13 Fashion Problems Only Small Town Girls Will Understand — Because We've Got Style, Too, Dammit
Carrie Bradshaw didn’t stand for anyone talking smack about her boyfriend — New York City — and I won’t, either. Only my boyfriend isn’t a thriving metropolis: He's a little seaside town in Jersey that city-dwellers find awfully sleepy. Here, we ride bikes instead of cars, call out of work when the surf is up, and consider no-shower happy hours an important pastime. Not a bad place to be. But on the little peninsula where I live, the collective MO is to care more about where our next hoagie is coming from than which designer debuted controversial tampon earrings on the runway.
While I love a good cheese sub as much as the next girl, I do sometimes wish that fashion were a bigger priority. I mean, we’re known for our boardwalks on this little part of the planet, and let’s just say they aren't a place you go for style-inspiration. So what’s a small-town girl to do? Hop a bus and get thee to a city once in a while, I say. It’s OK to cheat on your (geographic) boyfriend from time to time, after all, if the end-game is remembering how exhilarating clothing design can be. But first, read this and know you’re not alone. Presenting: All of the fashion dilemmas only small town girls will understand.
1. EVERYONE IN TOWN HAS ALREADY SEEN YOUR LBD
And your little green dress. And your little blue dress. And — you get the idea — because everyone is at seemingly every event.
2. PEOPLE ASSUME YOU'RE STYLE-IGNORANT
But some of the biggest names in fashion have come from small towns, including Cindy Crawford who was — no kidding — discovered while de-tasseling corn in Dekalb, Illinois.
3. YOU'RE NEVER INCOGNITO
It may be a bad hair day, and you may be wearing a pair of bleach-stained sweats, but you convince yourself you’ll be able to pop into the drug store/grocery market/post office for a quick minute without being spotted. But then… oh, hello, ex-boyfriend, former boss, and Great Aunt Mabel.
4. EXCEPT WHEN YOU'RE LOOKING CUTE
Against all odds, when your makeup’s on fleek and your hair is laying just right, you’ll be all by your lonesome at CVS.
5. YOU'VE BEEN TO EVERY SHOP IN TOWN 100 TIMES
Because there are only three of them.
6. AND THE WOMAN RINGING YOU UP ALWAYS KNOWS YOU
And she heard from your sister’s friend’s doctor’s daughter just how much you owe in student loan debt. Is she judging you for buying another pair of shoes. Is she?!
7. FASHION RISKS SEEM BIGGER
Sure, in Manhattan or some other fashion capital, you may be able to shave half your head, dreadlock the other side, and pair combat boots with a ball gown — while remaining just another face on the subway.
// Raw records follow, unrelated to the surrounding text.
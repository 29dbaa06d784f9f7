//! JSON feed files.
//!
//! ```json
//! {
//!   "securities": [
//!     { "id": "AAPL", "sector": "InformationTechnology",
//!       "series": { "Price": { "2023-01-03": 125.1 }, "Eps": { "2023-01-03": 1.88 } } }
//!   ],
//!   "events": [
//!     { "id": 1, "timestamp": "2023-02-02T21:00:00Z", "security_id": "AAPL",
//!       "event_type": "EarningsAnnouncement", "magnitude": 0.3,
//!       "payload": { "surprise_pct": 0.04 } }
//!   ]
//! }
//! ```

use std::collections::BTreeMap;
use std::fs;
use std::path::Path;

use chrono::NaiveDate;
use serde::{Deserialize, Serialize};
use types::{Field, SecurityId, Sector};

use crate::error::{FeedError, Result};
use crate::events::{EventFeed, MarketEvent};
use crate::generator::SyntheticMarket;
use crate::provider::InMemoryProvider;

#[derive(Debug, Clone, Serialize, Deserialize)]
pub struct SecurityRecord {
    pub id: SecurityId,
    pub sector: Option<Sector>,
    #[serde(default)]
    pub series: BTreeMap<Field, BTreeMap<NaiveDate, f64>>,
}

#[derive(Debug, Clone, Default, Serialize, Deserialize)]
pub struct FeedFile {
    #[serde(default)]
    pub securities: Vec<SecurityRecord>,
    #[serde(default)]
    pub events: Vec<MarketEvent>,
}

impl FeedFile {
    /// Validate into an event feed and provider.
    pub fn into_market(self) -> Result<SyntheticMarket> {
        let mut provider = InMemoryProvider::new();
        for record in self.securities {
            if let Some(sector) = record.sector {
                provider.set_sector(record.id.clone(), sector);
            }
            for (field, series) in record.series {
                for (date, value) in series {
                    provider.insert(record.id.clone(), field, date, value)?;
                }
            }
        }
        Ok(SyntheticMarket {
            feed: EventFeed::new(self.events)?,
            provider,
        })
    }
}

pub fn parse_feed(json: &str) -> Result<SyntheticMarket> {
    serde_json::from_str::<FeedFile>(json)?.into_market()
}

/// Read a feed file from disk.
pub fn load_feed(path: impl AsRef<Path>) -> Result<SyntheticMarket> {
    let path = path.as_ref();
    let json = fs::read_to_string(path).map_err(|source| FeedError::Io {
        path: path.to_path_buf(),
        source,
    })?;
    parse_feed(&json)
}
But in a small-town, you’re more likely to scare little children at the bus stop.
8. AND FAUX PAS, MORE DAUNTING
How could they not be, when some poor girl’s wardrobe malfunction becomes topic of discussion at the local pub, a meeting of the garden club, and borough hall’s long-anticipated bingo night?
9. THERE ARE FEW PEOPLE TO COMMISERATE WITH WHEN YOU HEAR THE "B" WORD: BACKORDERED
Perhaps no one gets the gravity of this situation, because they’re all too concerned with the outcome of tonight’s high school football game. Go, tigers!
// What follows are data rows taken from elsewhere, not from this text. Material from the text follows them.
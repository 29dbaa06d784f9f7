//! Event source for the analyst simulation.
//!
//! This crate provides:
//! - **Events**: normalized [`MarketEvent`]s and the ordered, read-only [`EventFeed`]
//! - **Provider**: the point-in-time [`MarketDataProvider`] trait and an in-memory implementation
//! - **Sectors**: security-to-GICS-sector mapping
//! - **Generator**: a seeded synthetic market (prices, quarterly EPS, events)
//! - **Loader**: JSON feed files
//!
//! The engine consumes a feed and provider fully in memory; nothing here
//! performs I/O once a run has started.

pub mod config;
pub mod error;
pub mod events;
pub mod generator;
pub mod loader;
pub mod provider;
pub mod sectors;

pub use config::{
    EarningsConfig, EventFrequency, MagnitudeConfig, PricePathConfig, RandomEventConfig,
    SyntheticMarketConfig,
};
pub use error::{FeedError, Result};
pub use events::{EventFeed, MarketEvent};
pub use generator::{SyntheticMarket, SyntheticMarketGenerator};
pub use loader::{FeedFile, SecurityRecord, load_feed, parse_feed};
pub use provider::{InMemoryProvider, MarketDataProvider};
pub use sectors::SectorModel;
10. BUT SPEND $200 ON A PURSE AND SUDDENLY EVERYONE IS IN YOUR BUSINESS
And totally aghast. By the way.
11. YOU'RE SO FAR REMOVED FROM THE BUZZ OF FASHION WEEK
No, the biggest thing happening right now is NOT the Valentine’s Day teen dance at Convention Hall. Now excuse me while I gorge on InStyle.com.
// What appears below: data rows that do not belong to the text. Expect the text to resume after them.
//! Immutable archetype definitions.
//!
//! An [`ArchetypeDefinition`] composes exactly one policy per behavior
//! dimension plus the rules describing how those policies influence each
//! other. Definitions are validated once by [`ArchetypeBuilder`] and then
//! shared read-only (`Arc`) by every analyst instantiated from them.
//!
//! [`ArchetypeBuilder`]: crate::ArchetypeBuilder

use std::collections::BTreeSet;

use behaviors::{
    AccuracyBehavior, BiasBehavior, CoverageBehavior, Dimension, ProductivityBehavior,
    TimingBehavior,
};
use serde::{Deserialize, Serialize};
use types::Sector;

// =============================================================================
// Interaction Rules
// =============================================================================

/// Cross-dimension coupling supported by the engine.
///
/// Only the pairs in [`SUPPORTED_INTERACTIONS`] have defined semantics.
#[derive(Debug, Clone, Copy, PartialEq, Serialize, Deserialize)]
pub struct InteractionRule {
    pub source: Dimension,
    pub target: Dimension,
    /// Coupling strength in `[-1, 1]`; negative values invert the effect.
    pub factor: f64,
}

impl InteractionRule {
    pub fn new(source: Dimension, target: Dimension, factor: f64) -> Self {
        Self {
            source,
            target,
            factor,
        }
    }
}

/// `(source, target)` pairs with defined semantics.
///
/// - Bias -> Accuracy: a strong bias costs `factor * strength` accuracy.
/// - Accuracy -> Timing: rolling confidence above 0.5 shortens delays.
/// - Accuracy -> Bias: low rolling confidence strengthens the bias.
/// - Productivity -> Accuracy: workload above target dilutes accuracy.
/// - Coverage -> Productivity: depth preference lengthens time-in-stage.
pub const SUPPORTED_INTERACTIONS: &[(Dimension, Dimension)] = &[
    (Dimension::Bias, Dimension::Accuracy),
    (Dimension::Accuracy, Dimension::Timing),
    (Dimension::Accuracy, Dimension::Bias),
    (Dimension::Productivity, Dimension::Accuracy),
    (Dimension::Coverage, Dimension::Productivity),
];

pub fn is_supported(source: Dimension, target: Dimension) -> bool {
    SUPPORTED_INTERACTIONS.contains(&(source, target))
}

/// Analyst-specific inputs to the interaction rules.
#[derive(Debug, Clone, Copy, PartialEq)]
pub struct InteractionInputs {
    /// Rolling confidence (0.0 to 1.0).
    pub confidence: f64,
    /// Trailing-window actions relative to the volume target (1.0 = on target).
    pub workload: f64,
}

impl Default for InteractionInputs {
    fn default() -> Self {
        Self {
            confidence: 0.5,
            workload: 1.0,
        }
    }
}

/// Resolved adjustments handed to the behavior policies.
#[derive(Debug, Clone, Copy, PartialEq)]
pub struct InteractionEffects {
    /// Accuracy points removed before sampling errors.
    pub accuracy_dampening: f64,
    /// Multiplier on response delays.
    pub delay_scale: f64,
    /// Multiplier on bias strength.
    pub bias_strength_scale: f64,
    /// Multiplier on sampled stage durations.
    pub stage_duration_scale: f64,
    /// Multiplier on the action budget, from the timing policy's
    /// publication frequency.
    pub publication_scale: f64,
}

impl Default for InteractionEffects {
    fn default() -> Self {
        Self {
            accuracy_dampening: 0.0,
            delay_scale: 1.0,
            bias_strength_scale: 1.0,
            stage_duration_scale: 1.0,
            publication_scale: 1.0,
        }
    }
}

const MIN_SCALE: f64 = 0.1;

// =============================================================================
// Constraints & Targets
// =============================================================================

/// Hard limits applied to every action an analyst of this archetype emits.
#[derive(Debug, Clone, PartialEq, Serialize, Deserialize)]
#[serde(default)]
pub struct Constraints {
    /// Sectors this archetype may cover; `None` means all.
    pub sector_whitelist: Option<BTreeSet<Sector>>,
    /// Stated confidence is clamped into this range.
    pub confidence_range: (f64, f64),
    /// Largest relative target-price change allowed in one action.
    pub max_target_revision: Option<f64>,
}

impl Default for Constraints {
    fn default() -> Self {
        Self {
            sector_whitelist: None,
            confidence_range: (0.0, 1.0),
            max_target_revision: None,
        }
    }
}

impl Constraints {
    pub fn allows_sector(&self, sector: Sector) -> bool {
        self.sector_whitelist
            .as_ref()
            .is_none_or(|sectors| sectors.contains(&sector))
    }

    pub fn clamp_confidence(&self, confidence: f64) -> f64 {
        let (lo, hi) = self.confidence_range;
        confidence.clamp(lo, hi)
    }

    /// Limit a new target to the allowed revision from the previous one.
    pub fn clamp_revision(&self, previous: Option<f64>, target: f64) -> f64 {
        match (previous, self.max_target_revision) {
            (Some(prev), Some(cap)) if prev > 0.0 => {
                target.clamp(prev * (1.0 - cap).max(0.0), prev * (1.0 + cap))
            }
            _ => target,
        }
    }
}

/// Expected outcome bands, used only for calibration reporting.
#[derive(Debug, Clone, PartialEq, Serialize, Deserialize)]
#[serde(default)]
pub struct TargetRanges {
    /// Directional hit rate.
    pub accuracy: (f64, f64),
    /// Actions per 30 days relative to the volume target.
    pub productivity: (f64, f64),
    /// Percentile of response delay among all analysts (0 = fastest).
    pub timing_percentile: (f64, f64),
}

impl Default for TargetRanges {
    fn default() -> Self {
        Self {
            accuracy: (0.4, 0.8),
            productivity: (0.5, 2.0),
            timing_percentile: (0.2, 0.8),
        }
    }
}

// =============================================================================
// ArchetypeDefinition
// =============================================================================

/// A validated, immutable analyst persona.
///
/// Fields are private; construct through [`crate::ArchetypeBuilder`].
#[derive(Debug, Clone, PartialEq, Serialize)]
pub struct ArchetypeDefinition {
    pub(crate) name: String,
    pub(crate) description: String,
    pub(crate) accuracy: AccuracyBehavior,
    pub(crate) timing: TimingBehavior,
    pub(crate) coverage: CoverageBehavior,
    pub(crate) bias: BiasBehavior,
    pub(crate) productivity: ProductivityBehavior,
    pub(crate) interactions: Vec<InteractionRule>,
    pub(crate) constraints: Constraints,
    pub(crate) targets: TargetRanges,
}

impl ArchetypeDefinition {
    pub fn name(&self) -> &str {
        &self.name
    }

    pub fn description(&self) -> &str {
        &self.description
    }

    pub fn accuracy(&self) -> &AccuracyBehavior {
        &self.accuracy
    }

    pub fn timing(&self) -> &TimingBehavior {
        &self.timing
    }

    pub fn coverage(&self) -> &CoverageBehavior {
        &self.coverage
    }

    pub fn bias(&self) -> &BiasBehavior {
        &self.bias
    }

    pub fn productivity(&self) -> &ProductivityBehavior {
        &self.productivity
    }

    pub fn interactions(&self) -> &[InteractionRule] {
        &self.interactions
    }

    pub fn constraints(&self) -> &Constraints {
        &self.constraints
    }

    pub fn targets(&self) -> &TargetRanges {
        &self.targets
    }

    fn factor(&self, source: Dimension, target: Dimension) -> Option<f64> {
        self.interactions
            .iter()
            .find(|r| r.source == source && r.target == target)
            .map(|r| r.factor)
    }

    /// Resolve every declared interaction rule for one analyst's current state.
    ///
    /// Dimensions without a rule are left at their neutral effect.
    pub fn effects(&self, inputs: InteractionInputs) -> InteractionEffects {
        let mut effects = InteractionEffects {
            publication_scale: self.timing.publication_frequency(),
            ..InteractionEffects::default()
        };
        let confidence = inputs.confidence.clamp(0.0, 1.0);

        if let Some(f) = self.factor(Dimension::Bias, Dimension::Accuracy) {
            effects.accuracy_dampening += f * self.bias.strength();
        }
        if let Some(f) = self.factor(Dimension::Productivity, Dimension::Accuracy) {
            effects.accuracy_dampening += f * (inputs.workload - 1.0).max(0.0);
        }
        if let Some(f) = self.factor(Dimension::Accuracy, Dimension::Timing) {
            effects.delay_scale = (1.0 - f * (confidence - 0.5) * 2.0).max(MIN_SCALE);
        }
        if let Some(f) = self.factor(Dimension::Accuracy, Dimension::Bias) {
            effects.bias_strength_scale = (1.0 + f * (0.5 - confidence) * 2.0).max(0.0);
        }
        if let Some(f) = self.factor(Dimension::Coverage, Dimension::Productivity) {
            effects.stage_duration_scale =
                (1.0 + f * self.coverage.depth_preference()).max(MIN_SCALE);
        }
        effects
    }
}

#[cfg(test)]
mod tests {
    use super::*;
    use crate::templates;

    #[test]
    fn test_supported_table() {
        assert!(is_supported(Dimension::Bias, Dimension::Accuracy));
        assert!(!is_supported(Dimension::Timing, Dimension::Coverage));
    }

    #[test]
    fn test_effects_neutral_without_rules() {
        let def = crate::ArchetypeBuilder::from_definition(&templates::follower().unwrap())
            .clear_interactions()
            .build()
            .unwrap();
        let effects = def.effects(InteractionInputs {
            confidence: 0.9,
            workload: 3.0,
        });
        assert_eq!(effects, InteractionEffects::default());
    }

    #[test]
    fn test_publication_frequency_scales_budget() {
        let sprayer = templates::sprayer().unwrap();
        let oracle = templates::oracle().unwrap();
        let inputs = InteractionInputs::default();
        assert_eq!(
            sprayer.effects(inputs).publication_scale,
            sprayer.timing().publication_frequency()
        );
        assert!(
            sprayer.effects(inputs).publication_scale > oracle.effects(inputs).publication_scale
        );
    }

    #[test]
    fn test_confident_analyst_responds_faster() {
        let def = crate::ArchetypeBuilder::from_definition(&templates::oracle().unwrap())
            .clear_interactions()
            .interaction(Dimension::Accuracy, Dimension::Timing, 0.5)
            .build()
            .unwrap();
        let confident = def.effects(InteractionInputs {
            confidence: 0.9,
            workload: 1.0,
        });
        let shaky = def.effects(InteractionInputs {
            confidence: 0.1,
            workload: 1.0,
        });
        assert!(confident.delay_scale < 1.0);
        assert!(shaky.delay_scale > 1.0);
    }

    #[test]
    fn test_revision_cap() {
        let constraints = Constraints {
            max_target_revision: Some(0.2),
            ..Default::default()
        };
        assert!((constraints.clamp_revision(Some(100.0), 150.0) - 120.0).abs() < 1e-9);
        assert!((constraints.clamp_revision(Some(100.0), 50.0) - 80.0).abs() < 1e-9);
        assert_eq!(constraints.clamp_revision(None, 150.0), 150.0);
    }

    #[test]
    fn test_whitelist() {
        let constraints = Constraints {
            sector_whitelist: Some([Sector::Energy].into_iter().collect()),
            ..Default::default()
        };
        assert!(constraints.allows_sector(Sector::Energy));
        assert!(!constraints.allows_sector(Sector::Utilities));
        assert!(Constraints::default().allows_sector(Sector::Utilities));
    }
}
12. YOUR NEIGHBORS STILL THINK YOU'RE BREAKING THE RULES IF YOU WEAR WHITE AFTER LABOR DAY
Don’t you people read Vogue?!
13. NO MATTER WHAT, YOU'RE PERPETUALLY OVERDRESSED
No, wing night might not be the appropriate place to wear this metallic Courtney Smith number, but dammit, you love it. There are no fancy art gallery openings at which to sport it, but You. Will. Rock. It.